Девственный, бестолково и без всяких предпосылок и причин создаваемый заново пускай и искаженным, но все ж религиозным сознанием мир (недаром многие платоновские герои в той или иной степени живут мечтой о переходе в какое-то иное, несхожее с человеческим естеством качество) неизбежно должен принять черты всегда ожидаемого русским человеком рая. Но поскольку каждый живет в собственном представлении о нем, здесь нет и не может быть единого центра. Вот и Платонов колеблется между верой в преображение человеческой души за счёт неких внутренних потенций и пониманием невозможности такого преображения.
Тонкость в том, что раем чается ни что иное, как коммунизм. Но раем земным, ради которого следует пролить реки крови и погубить миллионы не вписывающихся в предполагаемое светлое будущее людей. «Горе было Чепурному и его редким товарищам – ни в книгах, ни в сказках, нигде коммунизм не был записан понятной песней, которую можно было вспомнить для утешения в опасный час; Карл Маркс глядел со стен, как чуждый Саваоф, и его страшные книги не могли довести человека до успокаивающего воображения коммунизма; московские и губернские плакаты изображали гидру контрреволюции и поезда с ситцем и сукном, едущие в кооперативные деревни, но нигде не было той трогательной картины будущего, ради которого следует отрубить голову гидре и везти груженые поезда». Конечно же, идея такого рая противоречит и сакральному русскому пространству и русскому человеку, терпеливо ждущему конца мира и Второго Пришествия. Поэтому пространство, в котором протекает их жизнь и каким оно предстаёт в романе, часто уподобляется непросвещенной человеческой душе.

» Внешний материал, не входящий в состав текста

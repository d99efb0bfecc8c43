//! `hostscope` Core Library
//!
//! This crate provides the statistics polling-and-aggregation pipeline behind
//! the `hostscope` monitor: a sampling boundary produces host memory, network,
//! process, and identity metrics; the pipeline polls it on an interval, keeps
//! a bounded rolling history, and exposes everything to consumers through a
//! narrow read API.
//!
//! # Crate Structure
//!
//! - [`stats`] - The whole pipeline: data model, source boundary, history
//!   buffer, poll scheduler, state store, and the consumer facade
//!
//! Consumers (a rendering layer, a CLI, tests) depend on
//! [`stats::StatsPipeline`] only; the source and the poller are never handed
//! out.

// Enable missing_docs warning for public API documentation
#![warn(missing_docs)]

pub mod stats;

pub use stats::{
    HistoryBuffer, HistoryPoint, MemorySample, NetworkSample, NullStatsSource, PollerHandle,
    ProcStatsSource, ProcessSample, ProcessSortKey, SourceError, StatsPipeline, StatsSettings,
    StatsSnapshot, StatsSource, StatsStore, SystemIdentity, DEFAULT_TOP_PROCESS_COUNT,
    SOURCE_UNAVAILABLE_ERROR,
};
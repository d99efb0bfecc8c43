//! Single source of truth for pipeline state
//!
//! [`StatsStore`] owns the latest snapshot, the bounded history, and the
//! status flags. Its only writers are the refresh cycle, the one-shot
//! identity fetch, and [`StatsStore::clear_history`]. The state mutex is
//! never held across an await; the in-flight refresh guard is an atomic
//! compare-and-swap so overlapping triggers are dropped, not queued.

use std::sync::atomic::{AtomicBool, Ordering};
use std::sync::{Arc, Mutex};

use chrono::Utc;
use futures::future::join3;
use serde::Serialize;
use tokio::sync::OnceCell;

use super::history::HistoryBuffer;
use super::metrics::{
    rank_top_processes, HistoryPoint, MemorySample, NetworkSample, ProcessSample, ProcessSortKey,
    SystemIdentity,
};
use super::settings::StatsSettings;
use super::source::StatsSource;

/// Error string surfaced when the stats capability is absent
pub const SOURCE_UNAVAILABLE_ERROR: &str = "stats source not available";

/// Everything the store knows, cloned out for consumers
#[derive(Debug, Clone, PartialEq, Serialize)]
pub struct StatsSnapshot {
    /// Latest memory sample, if any tick produced one
    pub memory: Option<MemorySample>,
    /// Latest network sample, if any tick produced one
    pub network: Option<NetworkSample>,
    /// System identity, once the one-shot fetch has landed
    pub system_identity: Option<SystemIdentity>,
    /// Latest top-N process listing, if any tick produced one
    pub top_processes: Option<Vec<ProcessSample>>,
    /// Retained history, oldest first
    pub history: Vec<HistoryPoint>,
    /// True until the first refresh cycle settles
    pub is_loading: bool,
    /// Persistent error message, set only on source unavailability
    pub error: Option<String>,
    /// Whether the stats capability exists in this runtime
    pub is_available: bool,
}

/// Mutable record behind the store's mutex
#[derive(Debug)]
struct StatsState {
    memory: Option<MemorySample>,
    network: Option<NetworkSample>,
    system_identity: Option<SystemIdentity>,
    top_processes: Option<Vec<ProcessSample>>,
    history: HistoryBuffer,
    is_loading: bool,
    error: Option<String>,
}

impl StatsState {
    fn new(available: bool, capacity: usize) -> Self {
        Self {
            memory: None,
            network: None,
            system_identity: None,
            top_processes: None,
            history: HistoryBuffer::new(capacity),
            // An absent capability is known at construction; there is
            // nothing to load and nothing to retry
            is_loading: available,
            error: (!available).then(|| SOURCE_UNAVAILABLE_ERROR.to_string()),
        }
    }
}

/// Owner of [`StatsSnapshot`] state, fed by the refresh cycle
pub struct StatsStore {
    source: Arc<dyn StatsSource>,
    settings: StatsSettings,
    state: Mutex<StatsState>,
    refreshing: AtomicBool,
    identity: OnceCell<Option<SystemIdentity>>,
    available: bool,
}

impl std::fmt::Debug for StatsStore {
    fn fmt(&self, f: &mut std::fmt::Formatter<'_>) -> std::fmt::Result {
        f.debug_struct("StatsStore")
            .field("available", &self.available)
            .field("refreshing", &self.refreshing.load(Ordering::Acquire))
            .finish_non_exhaustive()
    }
}

impl StatsStore {
    /// Creates a store and runs the availability check.
    ///
    /// The capability is probed exactly once, here; the result is fixed for
    /// the store's lifetime.
    #[must_use]
    pub fn new(source: Arc<dyn StatsSource>, settings: StatsSettings) -> Self {
        let available = source.is_capability_present();
        if !available {
            tracing::info!("stats capability absent, polling disabled");
        }
        let state = Mutex::new(StatsState::new(available, settings.max_history_length));
        Self {
            source,
            settings,
            state,
            refreshing: AtomicBool::new(false),
            identity: OnceCell::new(),
            available,
        }
    }

    /// Runs one refresh cycle.
    ///
    /// Resolves when the cycle completes — whether it produced new data,
    /// found another refresh in flight (no-op), or found the source
    /// unavailable (error recorded, no fetches attempted). The three metric
    /// fetches run concurrently and settle independently; a `None` from any
    /// of them is valid partial data, not an error.
    pub async fn refresh(&self) {
        if !self.available {
            let mut state = self.state.lock().unwrap();
            state.error = Some(SOURCE_UNAVAILABLE_ERROR.to_string());
            state.is_loading = false;
            return;
        }

        // At-most-one in-flight cycle; overlapping triggers are dropped
        if self
            .refreshing
            .compare_exchange(false, true, Ordering::AcqRel, Ordering::Acquire)
            .is_err()
        {
            tracing::trace!("refresh already in flight, trigger dropped");
            return;
        }

        let (memory, network, top_processes) = join3(
            self.source.fetch_memory(),
            self.source.fetch_network(),
            self.source.fetch_top_processes(self.settings.top_process_count),
        )
        .await;

        let point = HistoryPoint {
            timestamp: Utc::now(),
            memory,
            network,
        };

        {
            let mut state = self.state.lock().unwrap();
            state.history.push(point);
            state.memory = memory;
            state.network = network;
            state.top_processes = top_processes;
            state.error = None;
            state.is_loading = false;
        }

        self.refreshing.store(false, Ordering::Release);
    }

    /// Fetches the system identity, once per session.
    ///
    /// Concurrent callers share the single underlying fetch; later callers
    /// get the cached result. Does nothing when the source is unavailable.
    pub async fn ensure_identity(&self) -> Option<SystemIdentity> {
        if !self.available {
            return None;
        }
        self.identity
            .get_or_init(|| async {
                let identity = self.source.fetch_system_identity().await;
                if let Some(ref identity) = identity {
                    self.state.lock().unwrap().system_identity = Some(identity.clone());
                }
                identity
            })
            .await
            .clone()
    }

    /// Empties the history buffer; the current snapshot and flags are
    /// untouched. A refresh in flight simply appends its point to the
    /// now-empty buffer when it settles.
    pub fn clear_history(&self) {
        self.state.lock().unwrap().history.clear();
    }

    /// Latest memory sample
    #[must_use]
    pub fn memory(&self) -> Option<MemorySample> {
        self.state.lock().unwrap().memory
    }

    /// Latest network sample
    #[must_use]
    pub fn network(&self) -> Option<NetworkSample> {
        self.state.lock().unwrap().network
    }

    /// System identity, if the one-shot fetch has landed
    #[must_use]
    pub fn system_identity(&self) -> Option<SystemIdentity> {
        self.state.lock().unwrap().system_identity.clone()
    }

    /// Latest top-N process listing
    #[must_use]
    pub fn top_processes(&self) -> Option<Vec<ProcessSample>> {
        self.state.lock().unwrap().top_processes.clone()
    }

    /// Latest top-N process listing re-ranked by the given key
    #[must_use]
    pub fn top_processes_by(&self, key: ProcessSortKey) -> Option<Vec<ProcessSample>> {
        let mut samples = self.top_processes()?;
        let count = samples.len();
        rank_top_processes(&mut samples, key, count);
        Some(samples)
    }

    /// History snapshot, oldest first
    #[must_use]
    pub fn history(&self) -> Vec<HistoryPoint> {
        self.state.lock().unwrap().history.to_vec()
    }

    /// True until the first refresh cycle settles
    #[must_use]
    pub fn is_loading(&self) -> bool {
        self.state.lock().unwrap().is_loading
    }

    /// Current error message, if any
    #[must_use]
    pub fn error(&self) -> Option<String> {
        self.state.lock().unwrap().error.clone()
    }

    /// Whether the stats capability exists in this runtime
    #[must_use]
    pub const fn is_available(&self) -> bool {
        self.available
    }

    /// Full state, cloned out for serialization or display
    #[must_use]
    pub fn snapshot(&self) -> StatsSnapshot {
        let state = self.state.lock().unwrap();
        StatsSnapshot {
            memory: state.memory,
            network: state.network,
            system_identity: state.system_identity.clone(),
            top_processes: state.top_processes.clone(),
            history: state.history.to_vec(),
            is_loading: state.is_loading,
            error: state.error.clone(),
            is_available: self.available,
        }
    }
}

В написанном двумя годами раньше «Чевенгура» «Сокровенном человеке» (впрочем, это не вполне точно, поскольку «Чевенгур» писался параллельно с ним) есть рассуждение, где предполагается наличие ангела главного героя, не совсем или даже совсем не идентичного тем существам, которые православная догматика определяет термином Ангельские Небесные Силы, а русское православное сознание знает как ангела-хранителя. Заметим однако, что после его оклика главный герой, Фома Пухов, испытывает чувство томления и это в равно такой же степени определяет бытие других платоновских героев, тоже в персональном ангеле отнюдь не нуждающимся.
–Пухов!– тихо и гулко послышалось Пухову во сне.
Он сразу проснулся и сказал:
–А?
Весь вагон сопел в глубоком сне, а под полом бушевали колеса на большой скорости.
–Ты чего?– вновь спросил Пухов тихим голосом, но знал, что нет никого.
Давно забытое горе невнятно забормотало в его сердце и в сознании – и, прижукнувшись, Пухов застонал, стараясь поскорее утихнуть и забыться, потому что не было надежды ни на чье участие.
Трудно поверить, что заставляя Пухова откликнуться на неведомый зов, а затем его игнорировать, Платонов ни разу не вспомнил, как Бог через ангелов точно таким же образом окликал своих избранников в Вечной Книге, например – Апостола Петра в Деяниях Святых Апостолов (глава 12):
6 …в ту ночь Петр спал между двумя воинами, скованный двумя цепями, и стражи у дверей стерегли темницу.
7 И вот, Ангел Господень предстал, и свет осиял темницу. Ангел, толкнув Петра в бок, пробудил его и сказал: встань скорее. И цепи упали с рук его.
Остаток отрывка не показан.